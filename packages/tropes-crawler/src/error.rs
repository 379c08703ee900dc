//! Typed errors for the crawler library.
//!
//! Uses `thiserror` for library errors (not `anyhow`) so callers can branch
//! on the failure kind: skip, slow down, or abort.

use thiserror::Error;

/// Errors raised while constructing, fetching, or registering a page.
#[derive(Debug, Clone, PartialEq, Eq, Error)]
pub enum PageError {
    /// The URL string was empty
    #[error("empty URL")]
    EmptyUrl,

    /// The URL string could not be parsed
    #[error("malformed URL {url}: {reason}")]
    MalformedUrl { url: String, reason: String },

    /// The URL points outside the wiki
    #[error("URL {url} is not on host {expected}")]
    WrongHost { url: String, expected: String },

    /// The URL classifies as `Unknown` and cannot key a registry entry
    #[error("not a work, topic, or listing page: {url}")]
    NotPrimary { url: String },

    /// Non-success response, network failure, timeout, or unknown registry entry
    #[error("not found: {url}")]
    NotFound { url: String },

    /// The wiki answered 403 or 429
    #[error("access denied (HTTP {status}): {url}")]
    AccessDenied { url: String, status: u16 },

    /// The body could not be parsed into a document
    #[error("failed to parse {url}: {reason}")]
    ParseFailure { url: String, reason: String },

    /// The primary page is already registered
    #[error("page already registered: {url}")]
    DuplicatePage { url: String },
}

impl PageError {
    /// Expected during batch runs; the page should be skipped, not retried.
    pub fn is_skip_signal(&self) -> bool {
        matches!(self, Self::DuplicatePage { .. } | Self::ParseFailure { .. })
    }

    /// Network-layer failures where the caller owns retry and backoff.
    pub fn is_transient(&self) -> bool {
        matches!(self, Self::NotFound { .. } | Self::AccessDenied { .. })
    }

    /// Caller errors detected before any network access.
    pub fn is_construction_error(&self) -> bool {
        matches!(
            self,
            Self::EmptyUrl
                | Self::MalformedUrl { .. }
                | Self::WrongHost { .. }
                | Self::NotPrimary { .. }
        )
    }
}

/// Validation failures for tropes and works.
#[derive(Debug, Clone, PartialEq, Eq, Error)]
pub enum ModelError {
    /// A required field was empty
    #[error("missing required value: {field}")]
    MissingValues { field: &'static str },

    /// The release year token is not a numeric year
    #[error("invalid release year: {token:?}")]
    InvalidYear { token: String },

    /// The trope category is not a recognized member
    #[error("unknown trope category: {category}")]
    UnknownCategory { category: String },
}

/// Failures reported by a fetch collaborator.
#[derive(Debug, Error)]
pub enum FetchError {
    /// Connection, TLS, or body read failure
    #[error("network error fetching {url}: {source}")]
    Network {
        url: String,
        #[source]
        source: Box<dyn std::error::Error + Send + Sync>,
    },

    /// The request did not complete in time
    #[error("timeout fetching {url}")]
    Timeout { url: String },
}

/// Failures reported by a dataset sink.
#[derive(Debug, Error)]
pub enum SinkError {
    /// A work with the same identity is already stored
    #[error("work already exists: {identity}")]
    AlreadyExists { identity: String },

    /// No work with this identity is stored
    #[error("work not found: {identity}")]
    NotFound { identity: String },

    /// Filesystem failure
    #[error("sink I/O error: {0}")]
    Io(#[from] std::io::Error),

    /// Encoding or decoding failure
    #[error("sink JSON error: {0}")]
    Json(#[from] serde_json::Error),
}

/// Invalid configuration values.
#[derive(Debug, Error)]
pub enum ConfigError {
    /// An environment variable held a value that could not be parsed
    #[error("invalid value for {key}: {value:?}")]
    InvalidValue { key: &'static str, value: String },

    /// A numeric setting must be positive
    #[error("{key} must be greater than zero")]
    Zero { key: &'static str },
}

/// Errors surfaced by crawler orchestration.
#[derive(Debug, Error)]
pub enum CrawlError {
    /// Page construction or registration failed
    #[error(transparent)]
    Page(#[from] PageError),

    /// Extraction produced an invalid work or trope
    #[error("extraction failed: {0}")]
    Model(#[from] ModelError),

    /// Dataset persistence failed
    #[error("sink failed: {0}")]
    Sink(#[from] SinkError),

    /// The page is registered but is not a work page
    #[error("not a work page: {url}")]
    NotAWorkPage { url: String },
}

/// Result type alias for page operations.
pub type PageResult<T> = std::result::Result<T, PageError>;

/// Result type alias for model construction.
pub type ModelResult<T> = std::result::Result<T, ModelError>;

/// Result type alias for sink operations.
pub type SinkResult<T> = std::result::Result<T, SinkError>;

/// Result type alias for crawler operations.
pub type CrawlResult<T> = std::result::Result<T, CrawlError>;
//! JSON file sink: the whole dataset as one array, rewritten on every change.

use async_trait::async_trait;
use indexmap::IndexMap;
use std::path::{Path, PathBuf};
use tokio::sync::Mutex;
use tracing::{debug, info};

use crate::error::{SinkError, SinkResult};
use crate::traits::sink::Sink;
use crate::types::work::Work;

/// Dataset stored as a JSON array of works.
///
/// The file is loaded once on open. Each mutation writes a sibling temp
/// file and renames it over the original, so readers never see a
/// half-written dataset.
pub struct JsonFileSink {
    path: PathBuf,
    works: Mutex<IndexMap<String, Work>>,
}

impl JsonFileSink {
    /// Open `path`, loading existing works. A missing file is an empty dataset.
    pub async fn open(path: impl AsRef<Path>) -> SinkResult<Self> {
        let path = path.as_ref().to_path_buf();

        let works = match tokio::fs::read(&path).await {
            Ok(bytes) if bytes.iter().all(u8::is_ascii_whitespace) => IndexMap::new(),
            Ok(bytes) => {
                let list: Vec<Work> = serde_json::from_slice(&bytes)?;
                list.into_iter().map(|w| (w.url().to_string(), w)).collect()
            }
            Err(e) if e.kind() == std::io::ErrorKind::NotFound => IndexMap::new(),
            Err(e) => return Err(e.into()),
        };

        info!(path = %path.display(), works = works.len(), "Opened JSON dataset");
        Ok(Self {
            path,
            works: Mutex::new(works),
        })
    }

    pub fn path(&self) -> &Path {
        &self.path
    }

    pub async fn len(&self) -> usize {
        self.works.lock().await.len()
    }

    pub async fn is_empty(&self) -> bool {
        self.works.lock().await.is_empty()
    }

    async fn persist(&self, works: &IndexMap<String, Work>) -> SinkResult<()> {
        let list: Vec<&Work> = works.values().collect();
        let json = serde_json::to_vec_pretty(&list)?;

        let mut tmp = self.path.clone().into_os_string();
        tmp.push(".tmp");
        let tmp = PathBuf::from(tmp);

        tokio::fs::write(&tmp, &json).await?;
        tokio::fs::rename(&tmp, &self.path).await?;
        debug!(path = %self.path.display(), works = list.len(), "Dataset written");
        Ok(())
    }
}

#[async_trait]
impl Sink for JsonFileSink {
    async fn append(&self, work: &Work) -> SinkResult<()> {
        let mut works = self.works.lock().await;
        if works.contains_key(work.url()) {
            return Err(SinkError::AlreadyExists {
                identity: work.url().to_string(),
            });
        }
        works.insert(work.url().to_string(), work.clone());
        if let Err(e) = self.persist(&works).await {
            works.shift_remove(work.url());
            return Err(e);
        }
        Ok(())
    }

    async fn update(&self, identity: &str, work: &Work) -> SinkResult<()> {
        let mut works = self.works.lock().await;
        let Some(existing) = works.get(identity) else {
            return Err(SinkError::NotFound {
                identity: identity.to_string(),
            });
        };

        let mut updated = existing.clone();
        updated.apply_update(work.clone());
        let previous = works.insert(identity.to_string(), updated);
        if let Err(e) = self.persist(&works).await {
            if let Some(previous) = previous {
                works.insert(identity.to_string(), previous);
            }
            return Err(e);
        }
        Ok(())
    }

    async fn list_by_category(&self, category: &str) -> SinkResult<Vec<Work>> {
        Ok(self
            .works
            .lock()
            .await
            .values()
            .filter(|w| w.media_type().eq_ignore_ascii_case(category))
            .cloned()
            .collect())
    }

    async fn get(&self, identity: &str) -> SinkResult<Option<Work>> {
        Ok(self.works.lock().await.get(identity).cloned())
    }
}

• What the task asks: From the records above, how many lines include the word "registry"? Only the number is wanted.

• Solved problem: 2